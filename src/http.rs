//! Inbound HTTP boundary.
//!
//! Thin adapter only: accepts a new email and forwards it to
//! `WorkflowService::start_workflow`; accepts an operator chat turn, extracts
//! `[email-id/question-id] answer` lines (this layer owns that format),
//! groups them by email, and calls `continue_workflow` once per group.

use std::collections::BTreeMap;
use std::sync::Arc;

use axum::extract::{Path, State};
use axum::http::StatusCode;
use axum::routing::{get, post};
use axum::{Json, Router};
use regex::Regex;
use serde::{Deserialize, Serialize};
use tower::ServiceBuilder;
use tower_http::cors::CorsLayer;
use tracing::{info, warn};
use uuid::Uuid;

use crate::notify::UserMessenger;
use crate::stores::ConversationStore;
use crate::workflow::WorkflowService;
use crate::workflow::engine::DriveOutcome;
use crate::workflow::types::{Email, QuestionAnswer};

/// Shared state for the HTTP boundary.
pub struct AppState {
    pub service: Arc<WorkflowService>,
    pub conversations: Arc<dyn ConversationStore>,
    pub messenger: Arc<UserMessenger>,
}

/// Build the router.
pub fn router(state: Arc<AppState>) -> Router {
    Router::new()
        .route("/api/emails", post(submit_email))
        .route("/api/emails/{id}/status", get(email_status))
        .route("/api/conversations/{id}/turns", post(operator_turn))
        .layer(ServiceBuilder::new().layer(CorsLayer::permissive()))
        .with_state(state)
}

/// Serve the boundary on `port` until the process exits.
pub async fn serve(state: Arc<AppState>, port: u16) -> std::io::Result<()> {
    let listener = tokio::net::TcpListener::bind(("0.0.0.0", port)).await?;
    info!(port, "HTTP boundary listening");
    axum::serve(listener, router(state)).await
}

// ── Requests / responses ────────────────────────────────────────────

#[derive(Debug, Deserialize)]
pub struct EmailRequest {
    #[serde(default)]
    pub id: Option<String>,
    pub from: String,
    pub to: String,
    pub subject: String,
    pub body: String,
}

#[derive(Debug, Serialize)]
pub struct RunResponse {
    pub email_id: String,
    pub status: String,
    #[serde(skip_serializing_if = "Option::is_none")]
    pub reply: Option<String>,
}

#[derive(Debug, Deserialize)]
pub struct TurnRequest {
    pub text: String,
}

#[derive(Debug, Serialize)]
pub struct TurnResponse {
    /// The support agent's chat response, when one could be produced.
    #[serde(skip_serializing_if = "Option::is_none")]
    pub assistant: Option<String>,
    /// One entry per email whose run was resumed by this turn.
    pub resumed: Vec<RunResponse>,
    /// Answer lines that matched no known format.
    pub unparsed_lines: usize,
}

#[derive(Debug, Serialize)]
pub struct StatusResponse {
    pub email_id: String,
    pub status: String,
}

fn run_response(email_id: &str, outcome: &DriveOutcome) -> RunResponse {
    RunResponse {
        email_id: email_id.to_string(),
        status: outcome.status.to_string(),
        reply: outcome.reply.clone(),
    }
}

fn internal_error(e: impl std::fmt::Display) -> (StatusCode, String) {
    (StatusCode::INTERNAL_SERVER_ERROR, e.to_string())
}

// ── Handlers ────────────────────────────────────────────────────────

async fn submit_email(
    State(state): State<Arc<AppState>>,
    Json(request): Json<EmailRequest>,
) -> Result<Json<RunResponse>, (StatusCode, String)> {
    let email = Email {
        id: request.id.unwrap_or_else(|| Uuid::new_v4().to_string()),
        from: request.from,
        to: request.to,
        subject: request.subject,
        body: request.body,
    };
    let email_id = email.id.clone();

    let outcome = state
        .service
        .start_workflow(email)
        .await
        .map_err(internal_error)?;
    Ok(Json(run_response(&email_id, &outcome)))
}

async fn email_status(
    State(state): State<Arc<AppState>>,
    Path(id): Path<String>,
) -> Result<Json<StatusResponse>, (StatusCode, String)> {
    let status = state.service.status(&id).await.map_err(internal_error)?;
    Ok(Json(StatusResponse {
        email_id: id,
        status: status.to_string(),
    }))
}

async fn operator_turn(
    State(state): State<Arc<AppState>>,
    Path(conversation_id): Path<String>,
    Json(request): Json<TurnRequest>,
) -> Result<Json<TurnResponse>, (StatusCode, String)> {
    let (answers, unparsed_lines) = extract_answers(&request.text);

    // The support agent's chat response is best-effort: a failure here must
    // not block workflow resumption.
    let assistant = match state
        .messenger
        .handle_user_message(&conversation_id, &request.text)
        .await
    {
        Ok(text) => Some(text),
        Err(e) => {
            warn!(conversation = %conversation_id, error = %e, "Support chat turn failed");
            None
        }
    };

    // Update the operator's backlog record first, then resume each affected
    // run with its group of answers.
    for qa in &answers {
        state
            .conversations
            .answer_question(
                &conversation_id,
                &qa.email_id,
                &qa.question_id,
                qa.answer.as_deref().unwrap_or_default(),
            )
            .await
            .map_err(internal_error)?;
    }

    let mut resumed = Vec::new();
    for (email_id, group) in group_by_email(answers) {
        if let Some(outcome) = state
            .service
            .continue_workflow(&email_id, group)
            .await
            .map_err(internal_error)?
        {
            resumed.push(run_response(&email_id, &outcome));
        }
    }

    Ok(Json(TurnResponse {
        assistant,
        resumed,
        unparsed_lines,
    }))
}

// ── Turn parsing ────────────────────────────────────────────────────

/// Extract `[email-id/question-id] answer` lines from a chat turn.
///
/// Returns the parsed answers and the number of non-empty lines that did
/// not match.
fn extract_answers(text: &str) -> (Vec<QuestionAnswer>, usize) {
    static PATTERN: std::sync::OnceLock<Regex> = std::sync::OnceLock::new();
    let pattern = PATTERN.get_or_init(|| {
        Regex::new(r"^\s*\[([^\]/]+)/([^\]]+)\]\s*(.+)$").expect("answer pattern is valid")
    });

    let mut answers = Vec::new();
    let mut unparsed = 0usize;
    for line in text.lines() {
        if line.trim().is_empty() {
            continue;
        }
        match pattern.captures(line) {
            Some(caps) => answers.push(QuestionAnswer {
                email_id: caps[1].trim().to_string(),
                question_id: caps[2].trim().to_string(),
                question: String::new(),
                answer: Some(caps[3].trim().to_string()),
            }),
            None => unparsed += 1,
        }
    }
    (answers, unparsed)
}

/// Group answers by email id, preserving a stable order.
fn group_by_email(answers: Vec<QuestionAnswer>) -> BTreeMap<String, Vec<QuestionAnswer>> {
    let mut groups: BTreeMap<String, Vec<QuestionAnswer>> = BTreeMap::new();
    for qa in answers {
        groups.entry(qa.email_id.clone()).or_default().push(qa);
    }
    groups
}

#[cfg(test)]
mod tests {
    use super::*;

    #[test]
    fn extracts_answer_lines() {
        let text = "Here you go:\n[e1/q1] the premium plan\n[e1/q2] Firefox\n[e2/q9] yes\n";
        let (answers, unparsed) = extract_answers(text);

        assert_eq!(answers.len(), 3);
        assert_eq!(unparsed, 1); // "Here you go:"
        assert_eq!(answers[0].email_id, "e1");
        assert_eq!(answers[0].question_id, "q1");
        assert_eq!(answers[0].answer.as_deref(), Some("the premium plan"));
    }

    #[test]
    fn groups_by_email_id() {
        let text = "[e1/q1] a\n[e2/q2] b\n[e1/q3] c\n";
        let (answers, _) = extract_answers(text);
        let groups = group_by_email(answers);

        assert_eq!(groups.len(), 2);
        assert_eq!(groups["e1"].len(), 2);
        assert_eq!(groups["e2"].len(), 1);
    }

    #[test]
    fn blank_lines_are_ignored() {
        let (answers, unparsed) = extract_answers("\n\n[e1/q1] fine\n\n");
        assert_eq!(answers.len(), 1);
        assert_eq!(unparsed, 0);
    }

    #[test]
    fn uuid_question_ids_parse() {
        let text = "[email-7/4f3c2a1b-aaaa-bbbb-cccc-000000000000] forty-two";
        let (answers, _) = extract_answers(text);
        assert_eq!(answers.len(), 1);
        assert_eq!(
            answers[0].question_id,
            "4f3c2a1b-aaaa-bbbb-cccc-000000000000"
        );
    }
}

-.-.-

Assigned task →
Lines from the one with "assert_eq!(unparsed, 1); //" through the last line of the listing above: return these exactly, and nothing else.

Exercise solution →
        assert_eq!(unparsed, 1); // "Here you go:"
        assert_eq!(answers[0].email_id, "e1");
        assert_eq!(answers[0].question_id, "q1");
        assert_eq!(answers[0].answer.as_deref(), Some("the premium plan"));
    }

    #[test]
    fn groups_by_email_id() {
        let text = "[e1/q1] a\n[e2/q2] b\n[e1/q3] c\n";
        let (answers, _) = extract_answers(text);
        let groups = group_by_email(answers);

        assert_eq!(groups.len(), 2);
        assert_eq!(groups["e1"].len(), 2);
        assert_eq!(groups["e2"].len(), 1);
    }

    #[test]
    fn blank_lines_are_ignored() {
        let (answers, unparsed) = extract_answers("\n\n[e1/q1] fine\n\n");
        assert_eq!(answers.len(), 1);
        assert_eq!(unparsed, 0);
    }

    #[test]
    fn uuid_question_ids_parse() {
        let text = "[email-7/4f3c2a1b-aaaa-bbbb-cccc-000000000000] forty-two";
        let (answers, _) = extract_answers(text);
        assert_eq!(answers.len(), 1);
        assert_eq!(
            answers[0].question_id,
            "4f3c2a1b-aaaa-bbbb-cccc-000000000000"
        );
    }
}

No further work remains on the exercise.